Eine meiner Freundinnen, Cora, eine hitzige Brünette, die das Haus nie ohne roten Lippenstift verließ, stöhnte deutlich hörbar genervt auf. „Man Emily, wieso kannst du nicht einmal mit uns weg gehen ohne dabei noch mal nach Hause zurück rennen zu müssen, um etwas zu holen?!“

Entschuldigend blickte ich sie an. „Bitte, Cora, wartet! Ich mach auch ganz schnell!“, flehte ich.

Normalerweise wäre es nicht schlimm gewesen, wenn meine Freundinnen schon vorgegangen wären. In unserem kleinen Kaff in Südengland konnte man sich gar nicht nicht ständig über den Weg laufen, denn bei uns gab es… Nichts. Zumindest nichts Wichtiges, oder Spannendes oder so.

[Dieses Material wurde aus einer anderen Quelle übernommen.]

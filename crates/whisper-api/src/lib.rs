//! whisper-api: HTTP surface of a Whisper node.
//!
//! `GET /peers` lists the peer registry, `GET /` serves a small compose
//! page, and `POST /send` originates a message from this node.

pub mod handlers;

use axum::routing::get;
use axum::routing::post;
use axum::Router;
use tower_http::cors::{Any, CorsLayer};

pub use handlers::{ApiState, Originator};

/// Build the router. Split out from `serve` so tests can drive it directly.
pub fn router(state: ApiState) -> Router {
    let cors = CorsLayer::new()
        .allow_origin(Any)
        .allow_methods(Any)
        .allow_headers(Any);

    Router::new()
        .route("/", get(handlers::handle_index))
        .route("/peers", get(handlers::handle_peers))
        .route("/send", post(handlers::handle_send))
        .with_state(state)
        .layer(cors)
}

pub async fn serve(state: ApiState, port: u16) -> anyhow::Result<()> {
    let app = router(state);

    let listener = tokio::net::TcpListener::bind(format!("127.0.0.1:{}", port)).await?;
    tracing::info!(port, "API listening on 127.0.0.1");
    axum::serve(listener, app).await?;
    Ok(())
}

Deshalb war es nicht so schlimm, wenn meine Freundinnen, wenn wir mal gemeinsam weggingen, schon vorgingen. Ich musste keine Angst haben sie nicht wieder zu finden. Denn was wollten sie länger als zehn Minuten in einem Boots oder einem Sainsbury?

Aber jetzt war das was Anderes: schließlich befanden wir uns nicht mehr in Far-far-away-from-everything, sondern in Barcelona. Eine riesige Stadt, mit gefühlt tausend mehr Einwohnern, als bei uns, die alle eine Sprache sprechen, von der ich nicht mehr von mir geben konnte, als: Mi amo Emily. Naja, und Te quiero, was soviel wie Ich liebe dich heißt, was man, meines Erachtens nach, in jeder Sprache wissen sollte! Momentan ist mein Stand bei Französisch, Japanisch, Chinesisch, Deutsch und Spanisch. Immerhin.

„Ich finde euch doch niemals wieder“, setzte ich meine Fleh-Tirade fort.

Betty, eine blondgelockte Schönheit, die von allen bewundert (und vor allem beneidet) wurde, setzte meinem Gebettle ein Ende: „Aber dann mach jetzt schnell! Und wenn du in zehn Minuten nicht wieder da bist, dann gehen wir ohne dich los, verstanden?“

Schnell nickte ich. „Aye, Ma’am!“, rief ich, während ich schon wieder auf dem Weg ins Hotel war.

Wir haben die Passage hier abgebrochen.